August through October saw the markets sell off resulting in the S&P 500 entering in to correction territory. A correction is a pull back of 10%-220% of its recent high.
Along comes November, which is historically one of if not the best performing month for the markets. It, the S&P500, has averaged 1.7% for the month going back to 1950. That is according to my friend Jeffrey Hirsch’s Stock Trader’s Almanac.
If history proves to be consistent we should expect the bullish momentum to continue through December – no guarantees, of course, but that tends to be the case.
For this recent rally and for the potential for it continuing a bit longer, we should all be thankful.
And on that note let me and my team wish you all a very Happy and Blessed Thanksgiving Day.
Market in Focus: SPX: S&P 500 Index
The S&P 500, which is considered by many, the benchmark index even over the Dow Jones Industrial Average has only declined for the month just once in the past 11 years (2021).
In more recent years it has performed even better. In the past five years, the S&P 500 gained 4.1% on average.
Per MarketWatch, the S&P 500 index exited correction territory on Monday, and it was less than 1% away from its 2023 closing high set on July 31.
The S&P 500 has been the best performing index so far in November when compared to the Dow Jones Industrial Average and the NASDAQ. Note: All three are showing gains for the month.
Tools and Observations
We are pretty much through with November. We have one week to go and then the question begs, can it continue through December and how well has it typically done? It being the S&P 500, since that is considered the benchmark index as previously mentioned.
One of the many wonderful scanning tools I have in my online software is a variation of my seasonal scanning tool Money Calendar and that is called ‘Money Holidays’.

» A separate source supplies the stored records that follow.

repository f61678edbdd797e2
//! Node registry.
//!
//! The registry is the single owner of node values. Each node gets a [`NodeId`] at insertion;
//! adjacency sets refer to nodes only through these handles. A value-sorted `order` index maps
//! ranks to handles so the registry can be walked and searched by value.

use std::borrow::Borrow;

use super::HashMap;
use super::ordering::cmp_node;

/// Stable handle of a node within one graph.
#[derive(Debug, Clone, Copy, PartialEq, Eq, Hash, PartialOrd, Ord)]
pub(crate) struct NodeId(u64);

#[derive(Debug, Clone)]
pub(in crate::graph) struct NodeRegistry<N> {
    values: HashMap<NodeId, N>,
    order: Vec<NodeId>,
    next_id: u64,
}

impl<N> Default for NodeRegistry<N> {
    fn default() -> Self {
        Self {
            values: HashMap::default(),
            order: Vec::new(),
            next_id: 0,
        }
    }
}

impl<N> NodeRegistry<N> {
    pub(in crate::graph) fn len(&self) -> usize {
        self.order.len()
    }

    pub(in crate::graph) fn is_empty(&self) -> bool {
        self.order.is_empty()
    }

    pub(in crate::graph) fn value(&self, id: NodeId) -> &N {
        &self.values[&id]
    }

    pub(in crate::graph) fn id_at(&self, rank: usize) -> NodeId {
        self.order[rank]
    }

    /// Node handles in ascending value order.
    pub(in crate::graph) fn ids(&self) -> &[NodeId] {
        &self.order
    }

    /// Node values in ascending order.
    pub(in crate::graph) fn values(
        &self,
    ) -> impl DoubleEndedIterator<Item = &N> + ExactSizeIterator {
        self.order.iter().map(|id| &self.values[id])
    }

    pub(in crate::graph) fn clear(&mut self) {
        self.values.clear();
        self.order.clear();
    }
}

impl<N: Ord> NodeRegistry<N> {
    /// Binary search by value: `Ok(rank)` when present, `Err(insertion rank)` otherwise.
    pub(in crate::graph) fn rank_of<Q>(&self, probe: &Q) -> Result<usize, usize>
    where
        N: Borrow<Q>,
        Q: Ord + ?Sized,
    {
        self.order.binary_search_by(|&id| cmp_node(self, id, probe))
    }

    pub(in crate::graph) fn find<Q>(&self, probe: &Q) -> Option<NodeId>
    where
        N: Borrow<Q>,
        Q: Ord + ?Sized,
    {
        self.rank_of(probe).ok().map(|rank| self.order[rank])
    }

    /// Current rank of a live handle.
    pub(in crate::graph) fn rank_of_id(&self, id: NodeId) -> Option<usize> {
        let value = self.values.get(&id)?;
        self.rank_of(value).ok()
    }

    pub(in crate::graph) fn contains<Q>(&self, probe: &Q) -> bool
    where
        N: Borrow<Q>,
        Q: Ord + ?Sized,
    {
        self.rank_of(probe).is_ok()
    }

    /// Registers `value` under a fresh handle. Returns `None` if an equal value exists.
    pub(in crate::graph) fn insert(&mut self, value: N) -> Option<NodeId> {
        let rank = self.rank_of(&value).err()?;
        let id = NodeId(self.next_id);
        self.next_id += 1;
        self.values.insert(id, value);
        self.order.insert(rank, id);
        Some(id)
    }

    pub(in crate::graph) fn remove(&mut self, id: NodeId) -> Option<N> {
        let value = self.values.get(&id)?;
        match self.order.binary_search_by(|&probe| self.values[&probe].cmp(value)) {
            Ok(rank) => {
                self.order.remove(rank);
            }
            Err(_) => debug_assert!(false, "registered node missing from order index"),
        }
        self.values.remove(&id)
    }
}
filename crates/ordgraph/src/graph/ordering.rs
//! Ordering views.
//!
//! Every lookup compares stored handles against borrowed probes, so callers never have to build
//! an owned node or weight just to search. A stored handle is resolved through the registry to
//! its value; the probe is compared as-is.

use std::borrow::Borrow;
use std::cmp::Ordering;

use super::adjacency::EdgeEntry;
use super::registry::{NodeId, NodeRegistry};

/// A borrowed `(destination, weight)` probe into an adjacency set.
pub(in crate::graph) struct EdgeKeyView<'a, Q: ?Sized, W: ?Sized> {
    pub(in crate::graph) to: &'a Q,
    pub(in crate::graph) weight: &'a W,
}

// Manual impls: a derive would require `Q: Copy`, ruling out `str` probes.
impl<Q: ?Sized, W: ?Sized> Clone for EdgeKeyView<'_, Q, W> {
    fn clone(&self) -> Self {
        *self
    }
}

impl<Q: ?Sized, W: ?Sized> Copy for EdgeKeyView<'_, Q, W> {}

impl<'a, Q: ?Sized, W: ?Sized> EdgeKeyView<'a, Q, W> {
    pub(in crate::graph) fn new(to: &'a Q, weight: &'a W) -> Self {
        Self { to, weight }
    }
}

/// Orders a stored node handle against a bare node value.
pub(in crate::graph) fn cmp_node<N, Q>(nodes: &NodeRegistry<N>, id: NodeId, probe: &Q) -> Ordering
where
    N: Borrow<Q>,
    Q: Ord + ?Sized,
{
    nodes.value(id).borrow().cmp(probe)
}

/// Orders a stored edge against a probe: destination value first, then weight.
pub(in crate::graph) fn cmp_edge<N, E, Q, W>(
    nodes: &NodeRegistry<N>,
    entry: &EdgeEntry<E>,
    probe: EdgeKeyView<'_, Q, W>,
) -> Ordering
where
    N: Borrow<Q>,
    E: Borrow<W>,
    Q: Ord + ?Sized,
    W: Ord + ?Sized,
{
    cmp_node(nodes, entry.to, probe.to).then_with(|| entry.weight.borrow().cmp(probe.weight))
}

It allows all who use it to be able to look at a security (stock or ETF) and see how it has performed on a point and percentage basis either a number of days up to 20 prior to or past a national holiday. You can even ‘bracket’ the days with an analysis of a number of days up 20 prior to AND post the national holiday.
Let’s look at the S&P 500:
The image shows the data when looking at a past 10-year history of the Average Price and Average Percent move of the SPY, (which is the tracking ETF for the S&P 500),
The results do not guarantee the security will perform in the same fashion this year, but it is nice to observe past results to anticipate a pending price and/or percentage move. 20 days after Thanksgiving. This gives us a look at what the SPY has done prior to Christmas Day.

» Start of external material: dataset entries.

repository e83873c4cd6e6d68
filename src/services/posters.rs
/// Poster URL derivation
///
/// Pure utility, no network involved: joins the image CDN base, a size
/// preset and the catalog's poster path. Absent paths resolve to a local
/// placeholder asset.
use std::fmt::Display;

const IMAGE_BASE_URL: &str = "https://image.tmdb.org/t/p";
const PLACEHOLDER_POSTER: &str = "/assets/poster-placeholder.png";

/// TMDB poster size presets
#[derive(Debug, Clone, Copy, PartialEq, Eq, Default)]
pub enum PosterSize {
    W92,
    W154,
    W185,
    /// Medium preset, the default for list views
    #[default]
    W342,
    W500,
    W780,
    Original,
}

impl Display for PosterSize {
    fn fmt(&self, f: &mut std::fmt::Formatter<'_>) -> std::fmt::Result {
        let token = match self {
            PosterSize::W92 => "w92",
            PosterSize::W154 => "w154",
            PosterSize::W185 => "w185",
            PosterSize::W342 => "w342",
            PosterSize::W500 => "w500",
            PosterSize::W780 => "w780",
            PosterSize::Original => "original",
        };
        write!(f, "{}", token)
    }
}

/// Builds a fully-qualified poster URL, or the placeholder when the
/// catalog has no poster path
pub fn poster_url(path: Option<&str>, size: Option<PosterSize>) -> String {
    match path {
        Some(path) => format!(
            "{}/{}{}",
            IMAGE_BASE_URL,
            size.unwrap_or_default(),
            path
        ),
        None => PLACEHOLDER_POSTER.to_string(),
    }
}
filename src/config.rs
use serde::Deserialize;

/// Application configuration loaded from environment variables
#[derive(Debug, Deserialize, Clone)]
pub struct Config {
    /// TMDB API key
    pub tmdb_api_key: String,

    /// TMDB API base URL
    #[serde(default = "default_tmdb_api_url")]
    pub tmdb_api_url: String,

    /// Path of the persisted profile blob
    #[serde(default = "default_profile_path")]
    pub profile_path: String,

    /// Server host address
    #[serde(default = "default_host")]
    pub host: String,

    /// Server port
    #[serde(default = "default_port")]
    pub port: u16,
}

fn default_tmdb_api_url() -> String {
    "https://api.themoviedb.org/3".to_string()
}

fn default_profile_path() -> String {
    "profile.json".to_string()
}

fn default_host() -> String {
    "127.0.0.1".to_string()
}

fn default_port() -> u16 {
    3000
}

impl Config {
    /// Load configuration from environment variables
    pub fn from_env() -> anyhow::Result<Self> {
        dotenvy::dotenv().ok();
        envy::from_env::<Config>().map_err(|e| anyhow::anyhow!("Failed to load config: {}", e))
    }
}
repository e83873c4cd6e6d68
pub mod handlers;
pub mod routes;
pub mod state;

pub use routes::create_router;
pub use state::AppState;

Over this amount of days post-Thanksgiving there was a down pattern, but it lasted only 2 days.
The other three years saw a positive move over the number of days shown with the best percentage move highlighted in grey.
All three up years show the SPY trading higher at a success rate of 70%, or 7 of the past 10 years.
Those are odds I can live with. I am not saying this makes me want to only consider the SPY as a security to build an option trade around, but it further enhances my bullish conviction for the markets in December.